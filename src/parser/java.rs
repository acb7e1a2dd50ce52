// Java extraction using tree-sitter
//
// Top-level type declarations become symbols with their methods as children.
// When the grammar cannot be loaded at startup the analyzer swaps this
// extractor for the pattern heuristic; that decision is made once, never per
// file.

use crate::error::{Error, Result};
use crate::parser::symbol::{FileOutline, Symbol, SymbolKind};
use crate::parser::type_summary;
use tree_sitter::{Node, Parser};

/// Precise extractor for Java source files
pub struct JavaExtractor {
    parser: Parser,
}

impl JavaExtractor {
    /// Create a new Java extractor
    pub fn new() -> Result<Self> {
        let mut parser = Parser::new();
        let language = tree_sitter_java::language();
        parser
            .set_language(&language)
            .map_err(|e| Error::Parser(format!("Failed to set Java language: {}", e)))?;
        Ok(Self { parser })
    }

    /// Extract symbols, imports, and a summary from Java source
    pub fn extract(&mut self, source: &str) -> FileOutline {
        let tree = match self.parser.parse(source, None) {
            Some(tree) => tree,
            None => return FileOutline::empty(type_summary(&[])),
        };

        let root = tree.root_node();
        if root.has_error() {
            return FileOutline::empty(type_summary(&[]));
        }

        let bytes = source.as_bytes();
        let mut symbols = Vec::new();
        let mut imports = Vec::new();

        let mut cursor = root.walk();
        for child in root.children(&mut cursor) {
            match child.kind() {
                "import_declaration" => {
                    if let Some(import) = parse_import(&child, bytes) {
                        imports.push(import);
                    }
                }
                "class_declaration" => {
                    if let Some(symbol) = type_symbol(&child, bytes, SymbolKind::Class) {
                        symbols.push(symbol);
                    }
                }
                "interface_declaration" => {
                    if let Some(symbol) = type_symbol(&child, bytes, SymbolKind::Interface) {
                        symbols.push(symbol);
                    }
                }
                "enum_declaration" => {
                    if let Some(symbol) = type_symbol(&child, bytes, SymbolKind::Enum) {
                        symbols.push(symbol);
                    }
                }
                _ => {}
            }
        }

        let summary = type_summary(&symbols);

        FileOutline {
            symbols,
            imports,
            summary,
        }
    }
}

/// Flatten an import declaration into its qualified token, with a trailing
/// `.*` for on-demand imports
fn parse_import(node: &Node, source: &[u8]) -> Option<String> {
    let mut name = String::new();
    let mut wildcard = false;

    let mut cursor = node.walk();
    for child in node.children(&mut cursor) {
        match child.kind() {
            "scoped_identifier" | "identifier" => {
                name = child.utf8_text(source).ok()?.to_string();
            }
            "asterisk" => {
                wildcard = true;
            }
            _ => {}
        }
    }

    if name.is_empty() {
        return None;
    }
    if wildcard {
        name.push_str(".*");
    }
    Some(name)
}

/// Build a symbol for a type declaration, with methods as children
fn type_symbol(node: &Node, source: &[u8], kind: SymbolKind) -> Option<Symbol> {
    let name = node
        .child_by_field_name("name")
        .and_then(|n| n.utf8_text(source).ok())?
        .to_string();
    if name.is_empty() {
        return None;
    }

    let line = node.start_position().row + 1;
    let mut symbol = Symbol::new(&name, kind, line).with_docstring(doc_comment(node, source));

    if let Some(body) = node.child_by_field_name("body") {
        let mut cursor = body.walk();
        for member in body.children(&mut cursor) {
            if member.kind() == "method_declaration" {
                if let Some(method) = method_symbol(&member, source) {
                    symbol.children.push(method);
                }
            }
        }
    }

    Some(symbol)
}

/// Build a method symbol
fn method_symbol(node: &Node, source: &[u8]) -> Option<Symbol> {
    let name = node
        .child_by_field_name("name")
        .and_then(|n| n.utf8_text(source).ok())?
        .to_string();
    if name.is_empty() {
        return None;
    }
    let line = node.start_position().row + 1;
    Some(Symbol::new(&name, SymbolKind::Method, line).with_docstring(doc_comment(node, source)))
}

/// Pick up a Javadoc block immediately preceding a declaration
fn doc_comment(node: &Node, source: &[u8]) -> Option<String> {
    let prev = node.prev_named_sibling()?;
    if !matches!(prev.kind(), "block_comment" | "comment") {
        return None;
    }
    let text = prev.utf8_text(source).ok()?;
    if !text.starts_with("/**") {
        return None;
    }

    let inner = text
        .trim_start_matches("/**")
        .trim_end_matches("*/")
        .lines()
        .map(|line| line.trim().trim_start_matches('*').trim())
        .filter(|line| !line.is_empty())
        .collect::<Vec<_>>()
        .join("\n");

    if inner.is_empty() {
        None
    } else {
        Some(inner)
    }
}

#[cfg(test)]
mod tests {
    use super::*;

    fn extract(source: &str) -> FileOutline {
        let mut extractor = JavaExtractor::new().unwrap();
        extractor.extract(source)
    }

    #[test]
    fn test_extractor_new() {
        assert!(JavaExtractor::new().is_ok());
    }

    #[test]
    fn test_class_with_methods() {
        let source = r#"
public class Greeter {
    public String greet(String name) {
        return "hi " + name;
    }

    private void wave() {}
}
"#;
        let outline = extract(source);
        assert_eq!(outline.symbols.len(), 1);
        let class = &outline.symbols[0];
        assert_eq!(class.name, "Greeter");
        assert_eq!(class.kind, SymbolKind::Class);
        assert_eq!(class.children.len(), 2);
        assert_eq!(class.children[0].name, "greet");
        assert_eq!(class.children[0].kind, SymbolKind::Method);
    }

    #[test]
    fn test_interface_and_enum() {
        let source = r#"
interface Shape {
    double area();
}

enum Color { RED, GREEN }
"#;
        let outline = extract(source);
        assert_eq!(outline.symbols.len(), 2);
        assert_eq!(outline.symbols[0].kind, SymbolKind::Interface);
        assert_eq!(outline.symbols[1].kind, SymbolKind::Enum);
    }

    #[test]
    fn test_imports() {
        let source = "import java.util.List;\nimport com.example.util.*;\n\nclass A {}\n";
        let outline = extract(source);
        assert_eq!(outline.imports, vec!["java.util.List", "com.example.util.*"]);
    }

    #[test]
    fn test_javadoc_captured() {
        let source = r#"
/**
 * Greets people.
 */
public class Greeter {
}
"#;
        let outline = extract(source);
        assert_eq!(outline.symbols[0].docstring.as_deref(), Some("Greets people."));
    }

    #[test]
    fn test_line_comment_not_a_docstring() {
        let source = "// not javadoc\nclass A {}\n";
        let outline = extract(source);
        assert!(outline.symbols[0].docstring.is_none());
    }

    #[test]
    fn test_syntax_error_degrades() {
        let outline = extract("public class {{{\n");
        assert!(outline.symbols.is_empty());
        assert!(outline.imports.is_empty());
        assert_eq!(outline.summary, "Declares 0 types with 0 methods.");
    }

    #[test]
    fn test_summary_counts() {
        let source = "class A { void m() {} void n() {} }\ninterface B {}\n";
        let outline = extract(source);
        assert_eq!(outline.summary, "Declares 2 types with 2 methods.");
    }
}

Problem description – Copy the data above in full, character for character.

Task response –
filename src/parser/java.rs
repository acb7e1a2dd50ce52
// Java extraction using tree-sitter
//
// Top-level type declarations become symbols with their methods as children.
// When the grammar cannot be loaded at startup the analyzer swaps this
// extractor for the pattern heuristic; that decision is made once, never per
// file.

use crate::error::{Error, Result};
use crate::parser::symbol::{FileOutline, Symbol, SymbolKind};
use crate::parser::type_summary;
use tree_sitter::{Node, Parser};

/// Precise extractor for Java source files
pub struct JavaExtractor {
    parser: Parser,
}

impl JavaExtractor {
    /// Create a new Java extractor
    pub fn new() -> Result<Self> {
        let mut parser = Parser::new();
        let language = tree_sitter_java::language();
        parser
            .set_language(&language)
            .map_err(|e| Error::Parser(format!("Failed to set Java language: {}", e)))?;
        Ok(Self { parser })
    }

    /// Extract symbols, imports, and a summary from Java source
    pub fn extract(&mut self, source: &str) -> FileOutline {
        let tree = match self.parser.parse(source, None) {
            Some(tree) => tree,
            None => return FileOutline::empty(type_summary(&[])),
        };

        let root = tree.root_node();
        if root.has_error() {
            return FileOutline::empty(type_summary(&[]));
        }

        let bytes = source.as_bytes();
        let mut symbols = Vec::new();
        let mut imports = Vec::new();

        let mut cursor = root.walk();
        for child in root.children(&mut cursor) {
            match child.kind() {
                "import_declaration" => {
                    if let Some(import) = parse_import(&child, bytes) {
                        imports.push(import);
                    }
                }
                "class_declaration" => {
                    if let Some(symbol) = type_symbol(&child, bytes, SymbolKind::Class) {
                        symbols.push(symbol);
                    }
                }
                "interface_declaration" => {
                    if let Some(symbol) = type_symbol(&child, bytes, SymbolKind::Interface) {
                        symbols.push(symbol);
                    }
                }
                "enum_declaration" => {
                    if let Some(symbol) = type_symbol(&child, bytes, SymbolKind::Enum) {
                        symbols.push(symbol);
                    }
                }
                _ => {}
            }
        }

        let summary = type_summary(&symbols);

        FileOutline {
            symbols,
            imports,
            summary,
        }
    }
}

/// Flatten an import declaration into its qualified token, with a trailing
/// `.*` for on-demand imports
fn parse_import(node: &Node, source: &[u8]) -> Option<String> {
    let mut name = String::new();
    let mut wildcard = false;

    let mut cursor = node.walk();
    for child in node.children(&mut cursor) {
        match child.kind() {
            "scoped_identifier" | "identifier" => {
                name = child.utf8_text(source).ok()?.to_string();
            }
            "asterisk" => {
                wildcard = true;
            }
            _ => {}
        }
    }

    if name.is_empty() {
        return None;
    }
    if wildcard {
        name.push_str(".*");
    }
    Some(name)
}

/// Build a symbol for a type declaration, with methods as children
fn type_symbol(node: &Node, source: &[u8], kind: SymbolKind) -> Option<Symbol> {
    let name = node
        .child_by_field_name("name")
        .and_then(|n| n.utf8_text(source).ok())?
        .to_string();
    if name.is_empty() {
        return None;
    }

    let line = node.start_position().row + 1;
    let mut symbol = Symbol::new(&name, kind, line).with_docstring(doc_comment(node, source));

    if let Some(body) = node.child_by_field_name("body") {
        let mut cursor = body.walk();
        for member in body.children(&mut cursor) {
            if member.kind() == "method_declaration" {
                if let Some(method) = method_symbol(&member, source) {
                    symbol.children.push(method);
                }
            }
        }
    }

    Some(symbol)
}

/// Build a method symbol
fn method_symbol(node: &Node, source: &[u8]) -> Option<Symbol> {
    let name = node
        .child_by_field_name("name")
        .and_then(|n| n.utf8_text(source).ok())?
        .to_string();
    if name.is_empty() {
        return None;
    }
    let line = node.start_position().row + 1;
    Some(Symbol::new(&name, SymbolKind::Method, line).with_docstring(doc_comment(node, source)))
}

/// Pick up a Javadoc block immediately preceding a declaration
fn doc_comment(node: &Node, source: &[u8]) -> Option<String> {
    let prev = node.prev_named_sibling()?;
    if !matches!(prev.kind(), "block_comment" | "comment") {
        return None;
    }
    let text = prev.utf8_text(source).ok()?;
    if !text.starts_with("/**") {
        return None;
    }

    let inner = text
        .trim_start_matches("/**")
        .trim_end_matches("*/")
        .lines()
        .map(|line| line.trim().trim_start_matches('*').trim())
        .filter(|line| !line.is_empty())
        .collect::<Vec<_>>()
        .join("\n");

    if inner.is_empty() {
        None
    } else {
        Some(inner)
    }
}

#[cfg(test)]
mod tests {
    use super::*;

    fn extract(source: &str) -> FileOutline {
        let mut extractor = JavaExtractor::new().unwrap();
        extractor.extract(source)
    }

    #[test]
    fn test_extractor_new() {
        assert!(JavaExtractor::new().is_ok());
    }

    #[test]
    fn test_class_with_methods() {
        let source = r#"
public class Greeter {
    public String greet(String name) {
        return "hi " + name;
    }

    private void wave() {}
}
"#;
        let outline = extract(source);
        assert_eq!(outline.symbols.len(), 1);
        let class = &outline.symbols[0];
        assert_eq!(class.name, "Greeter");
        assert_eq!(class.kind, SymbolKind::Class);
        assert_eq!(class.children.len(), 2);
        assert_eq!(class.children[0].name, "greet");
        assert_eq!(class.children[0].kind, SymbolKind::Method);
    }

    #[test]
    fn test_interface_and_enum() {
        let source = r#"
interface Shape {
    double area();
}

enum Color { RED, GREEN }
"#;
        let outline = extract(source);
        assert_eq!(outline.symbols.len(), 2);
        assert_eq!(outline.symbols[0].kind, SymbolKind::Interface);
        assert_eq!(outline.symbols[1].kind, SymbolKind::Enum);
    }

    #[test]
    fn test_imports() {
        let source = "import java.util.List;\nimport com.example.util.*;\n\nclass A {}\n";
        let outline = extract(source);
        assert_eq!(outline.imports, vec!["java.util.List", "com.example.util.*"]);
    }

    #[test]
    fn test_javadoc_captured() {
        let source = r#"
/**
 * Greets people.
 */
public class Greeter {
}
"#;
        let outline = extract(source);
        assert_eq!(outline.symbols[0].docstring.as_deref(), Some("Greets people."));
    }

    #[test]
    fn test_line_comment_not_a_docstring() {
        let source = "// not javadoc\nclass A {}\n";
        let outline = extract(source);
        assert!(outline.symbols[0].docstring.is_none());
    }

    #[test]
    fn test_syntax_error_degrades() {
        let outline = extract("public class {{{\n");
        assert!(outline.symbols.is_empty());
        assert!(outline.imports.is_empty());
        assert_eq!(outline.summary, "Declares 0 types with 0 methods.");
    }

    #[test]
    fn test_summary_counts() {
        let source = "class A { void m() {} void n() {} }\ninterface B {}\n";
        let outline = extract(source);
        assert_eq!(outline.summary, "Declares 2 types with 2 methods.");
    }
}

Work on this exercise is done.